▸ **What the task requires**
Check each line of the data, and copy those where "referenced" appears.

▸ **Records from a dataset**

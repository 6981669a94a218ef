//! # xmlvalidator
//!
//! Validates XML documents against a Document Type Definition, either the
//! one the document declares itself or an external DTD supplied by the
//! caller, and evaluates `XPath` 1.0 expressions against the validated tree.
//!
//! ## Quick Start
//!
//! ```no_run
//! use std::path::Path;
//!
//! let doc = xmlvalidator::validate(Path::new("books.xml"), Some(Path::new("books.dtd")))?;
//! for title in xmlvalidator::evaluate(&doc, "//book/title")? {
//!     println!("{}", title.text_content());
//! }
//! # Ok::<(), xmlvalidator::Error>(())
//! ```
//!
//! The lower layers are usable on their own: [`parser`] builds a
//! [`Document`] from text, [`validation`] holds the DTD model and the
//! validity checks, [`serial`] writes a tree back out and [`xpath`] is a
//! standalone `XPath` 1.0 engine over the same tree.

pub mod encoding;
pub mod error;
pub mod parser;
pub mod resolver;
pub mod serial;
pub mod tree;
pub mod validation;
pub mod validator;
pub mod xpath;

pub use error::Error;
pub use tree::{Attribute, Document, NodeId};
pub use validator::{
    evaluate, rewrite_doctype, validate, validate_with_handler, DtdSource, MatchedKind,
    MatchedNode, QueryResult, ValidatedDocument, Validator, ValidatorOptions,
};
impl Checker<'_, '_> {
    fn run(&mut self) -> Result<(), ValidityError> {
        let dtd = self.dtd;
        for diagnostic in &dtd.diagnostics {
            report(self.handler, diagnostic.clone())?;
        }
        self.check_declarations()?;

        let Some(root) = self.doc.root_element() else {
            return Ok(());
        };
        self.check_root_element(root)?;
        self.check_element(root)?;

        let idrefs = std::mem::take(&mut self.idrefs);
        for (value, location) in idrefs {
            if !self.ids.contains_key(&value) {
                self.error(
                    format!("IDREF '{value}' does not match any ID in the document"),
                    location,
                )?;
            }
        }
        Ok(())
    }

    fn error(&mut self, message: String, location: SourceLocation) -> Result<(), ValidityError> {
        report(self.handler, ValidityError::error(message, Some(location)))
    }

    fn warning(&mut self, message: String, location: SourceLocation) -> Result<(), ValidityError> {
        report(self.handler, ValidityError::warning(message, Some(location)))
    }

    // --- Declarations ---

    fn check_declarations(&mut self) -> Result<(), ValidityError> {
        let dtd = self.dtd;

        let mut attlists: Vec<(&String, &Vec<AttributeDecl>)> = dtd.attributes.iter().collect();
        attlists.sort_by_key(|(_, decls)| decls.first().map(|d| d.location.byte_offset));
        for (element, decls) in attlists {
            let Some(first) = decls.first() else {
                continue;
            };
            if !dtd.elements.contains_key(element) {
                self.warning(
                    format!("attribute list declared for undeclared element type '{element}'"),
                    first.location,
                )?;
            }
            self.check_attribute_decls(element, decls)?;
        }

        let mut elements: Vec<_> = dtd.elements.values().collect();
        elements.sort_by_key(|decl| decl.location.byte_offset);
        for decl in elements {
            let mut referenced = Vec::new();
            match &decl.content_model {
                ContentModel::Mixed(names) => referenced.extend(names.iter()),
                ContentModel::Children(spec) => collect_names(spec, &mut referenced),
                ContentModel::Empty | ContentModel::Any => {}
            }
            let mut seen = HashSet::new();
            for name in referenced {
                if seen.insert(name) && !dtd.elements.contains_key(name) {
                    self.warning(
                        format!(
                            "content model of element type '{}' refers to undeclared element type '{name}'",
                            decl.name
                        ),
                        decl.location,
                    )?;
                }
            }
        }

        let mut unparsed: Vec<_> = dtd
            .entities
            .values()
            .filter_map(|decl| match &decl.kind {
                EntityKind::External {
                    notation: Some(notation),
                    ..
                } => Some((decl.name.as_str(), notation.as_str())),
                _ => None,
            })
            .collect();
        unparsed.sort_unstable();
        for (entity, notation) in unparsed {
            if !dtd.notations.contains_key(notation) {
                report(
                    self.handler,
                    ValidityError::error(
                        format!("notation '{notation}' of unparsed entity '{entity}' is not declared"),
                        None,
                    ),
                )?;
            }
        }
        Ok(())
    }

    fn check_attribute_decls(
        &mut self,
        element: &str,
        decls: &[AttributeDecl],
    ) -> Result<(), ValidityError> {
        let dtd = self.dtd;
        let mut id_attribute: Option<&str> = None;
        let mut notation_attribute: Option<&str> = None;
        for decl in decls {
            match &decl.attribute_type {
                AttributeType::Id => {
                    if let Some(previous) = id_attribute {
                        self.error(
                            format!(
                                "element type '{element}' has more than one ID attribute \
                                 ('{previous}' and '{}')",
                                decl.attribute_name
                            ),
                            decl.location,
                        )?;
                    }
                    id_attribute = Some(decl.attribute_name.as_str());
                    if !matches!(decl.default, AttributeDefault::Implied | AttributeDefault::Required) {
                        self.error(
                            format!(
                                "ID attribute '{}' of element type '{element}' must be \
                                 #IMPLIED or #REQUIRED",
                                decl.attribute_name
                            ),
                            decl.location,
                        )?;
                    }
                }
                AttributeType::Notation(names) => {
                    if let Some(previous) = notation_attribute {
                        self.error(
                            format!(
                                "element type '{element}' has more than one NOTATION attribute \
                                 ('{previous}' and '{}')",
                                decl.attribute_name
                            ),
                            decl.location,
                        )?;
                    }
                    notation_attribute = Some(decl.attribute_name.as_str());
                    for name in names {
                        if !dtd.notations.contains_key(name) {
                            self.error(
                                format!(
                                    "notation '{name}' used by attribute '{}' of element type \
                                     '{element}' is not declared",
                                    decl.attribute_name
                                ),
                                decl.location,
                            )?;
                        }
                    }
                }
                _ => {}
            }
        }
        Ok(())
    }

    // --- Elements ---

    fn check_root_element(&mut self, root: NodeId) -> Result<(), ValidityError> {
        let doc = self.doc;
        let Some(doctype) = doc.doctype() else {
            return Ok(());
        };
        let NodeKind::DocumentType { name: expected, .. } = &doc.node(doctype).kind else {
            return Ok(());
        };
        let actual = doc.qualified_name(root).unwrap_or_default();
        if actual != *expected {
            self.error(
                format!("root element '{actual}' does not match DOCTYPE name '{expected}'"),
                doc.location(root),
            )?;
        }
        Ok(())
    }

    fn check_element(&mut self, node: NodeId) -> Result<(), ValidityError> {
        let doc = self.doc;
        let dtd = self.dtd;
        let name = doc.qualified_name(node).unwrap_or_default();
        let location = doc.location(node);

        match dtd.element(&name) {
            Some(decl) => self.check_content(node, &name, &decl.content_model)?,
            None => self.error(format!("element type '{name}' is not declared"), location)?,
        }
        self.check_attributes(node, &name)?;

        for child in doc.children(node) {
            if matches!(doc.node(child).kind, NodeKind::Element { .. }) {
                self.check_element(child)?;
            }
        }
        Ok(())
    }

    fn check_content(
        &mut self,
        node: NodeId,
        name: &str,
        model: &ContentModel,
    ) -> Result<(), ValidityError> {
        let doc = self.doc;
        let location = doc.location(node);
        match model {
            ContentModel::Empty => {
                if doc.first_child(node).is_some() {
                    self.error(
                        format!("element '{name}' is declared EMPTY but has content"),
                        location,
                    )?;
                }
            }
            ContentModel::Any => {}
            ContentModel::Mixed(allowed) => {
                for child in doc.children(node) {
                    let Some(child_name) = element_name(doc, child) else {
                        continue;
                    };
                    if !allowed.contains(&child_name) {
                        self.error(
                            format!(
                                "element '{child_name}' is not allowed in mixed content of \
                                 '{name}' (allowed: {model})"
                            ),
                            doc.location(child),
                        )?;
                    }
                }
            }
            ContentModel::Children(spec) => {
                let has_text = doc.children(node).any(|child| match &doc.node(child).kind {
                    NodeKind::Text { content } => !content.trim_matches(is_xml_space).is_empty(),
                    NodeKind::CData { .. } => true,
                    _ => false,
                });
                if has_text {
                    self.error(
                        format!(
                            "element '{name}' has element-only content model {model} \
                             but contains character data"
                        ),
                        location,
                    )?;
                }

                let child_names: Vec<String> = doc
                    .children(node)
                    .filter_map(|child| element_name(doc, child))
                    .collect();
                let names: Vec<&str> = child_names.iter().map(String::as_str).collect();
                if !match_content_spec(spec, &names, 0).contains(&names.len()) {
                    self.error(
                        format!(
                            "element '{name}' content does not match declared content model \
                             {model}; found children: [{}]",
                            names.join(", ")
                        ),
                        location,
                    )?;
                }
            }
        }
        Ok(())
    }

    // --- Attributes ---

    fn check_attributes(&mut self, node: NodeId, element: &str) -> Result<(), ValidityError> {
        let doc = self.doc;
        let dtd = self.dtd;
        let location = doc.location(node);
        let actual = doc.attributes(node);

        // xmlns and xmlns:* need declarations too.
        for attr in actual {
            let qname = attr.qualified_name();
            if dtd.attribute_decl(element, &qname).is_none() {
                self.error(
                    format!("attribute '{qname}' is not declared for element '{element}'"),
                    location,
                )?;
            }
        }

        for decl in dtd.attribute_decls(element) {
            let value = actual
                .iter()
                .find(|a| a.qualified_name() == decl.attribute_name)
                .map(|a| a.value.as_str());
            match (&decl.default, value) {
                (AttributeDefault::Required, None) => {
                    self.error(
                        format!(
                            "required attribute '{}' is missing on element '{element}'",
                            decl.attribute_name
                        ),
                        location,
                    )?;
                }
                (AttributeDefault::Fixed(fixed), Some(value)) if value != fixed => {
                    self.error(
                        format!(
                            "attribute '{}' on element '{element}' must have fixed value \
                             '{fixed}', found '{value}'",
                            decl.attribute_name
                        ),
                        location,
                    )?;
                }
                _ => {}
            }
            if let Some(value) = value {
                self.check_attribute_value(node, element, decl, value)?;
            }
        }
        Ok(())
    }

    fn check_attribute_value(
        &mut self,
        node: NodeId,
        element: &str,
        decl: &AttributeDecl,
        value: &str,
    ) -> Result<(), ValidityError> {
        let dtd = self.dtd;
        let location = self.doc.location(node);
        let attribute = &decl.attribute_name;
        let invalid = |kind: &str, token: &str| {
            format!("attribute '{attribute}' on element '{element}' has invalid {kind} value '{token}'")
        };

        match &decl.attribute_type {
            AttributeType::CData => {}
            AttributeType::Id => {
                if !is_valid_name(value) {
                    self.error(invalid("ID", value), location)?;
                } else if self.ids.contains_key(value) {
                    self.error(
                        format!("ID '{value}' is already used by another element"),
                        location,
                    )?;
                } else {
                    self.ids.insert(value.to_string(), node);
                }
            }
            AttributeType::IdRef | AttributeType::IdRefs => {
                let list = decl.attribute_type == AttributeType::IdRefs;
                for token in tokens(value, list) {
                    if is_valid_name(token) {
                        self.idrefs.push((token.to_string(), location));
                    } else {
                        self.error(invalid(if list { "IDREFS" } else { "IDREF" }, token), location)?;
                    }
                }
            }
            AttributeType::NmToken | AttributeType::NmTokens => {
                let list = decl.attribute_type == AttributeType::NmTokens;
                for token in tokens(value, list) {
                    if !is_valid_nmtoken(token) {
                        self.error(
                            invalid(if list { "NMTOKENS" } else { "NMTOKEN" }, token),
                            location,
                        )?;
                    }
                }
            }
            AttributeType::Entity | AttributeType::Entities => {
                let list = decl.attribute_type == AttributeType::Entities;
                for token in tokens(value, list) {
                    let unparsed = dtd
                        .entities
                        .get(token)
                        .is_some_and(|entity| entity.kind.is_unparsed());
                    if !unparsed {
                        self.error(
                            format!(
                                "attribute '{attribute}' on element '{element}' refers to \
                                 '{token}', which is not an unparsed entity"
                            ),
                            location,
                        )?;
                    }
                }
            }
            AttributeType::Enumeration(allowed) | AttributeType::Notation(allowed) => {
                if !allowed.iter().any(|v| v == value) {
                    self.error(
                        format!(
                            "attribute '{attribute}' on element '{element}' has value \
                             '{value}', which is not one of ({})",
                            allowed.join("|")
                        ),
                        location,
                    )?;
                }
            }
        }
        Ok(())
    }
}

▸ **Result for this exercise**
            let mut referenced = Vec::new();
                ContentModel::Mixed(names) => referenced.extend(names.iter()),
                ContentModel::Children(spec) => collect_names(spec, &mut referenced),
            for name in referenced {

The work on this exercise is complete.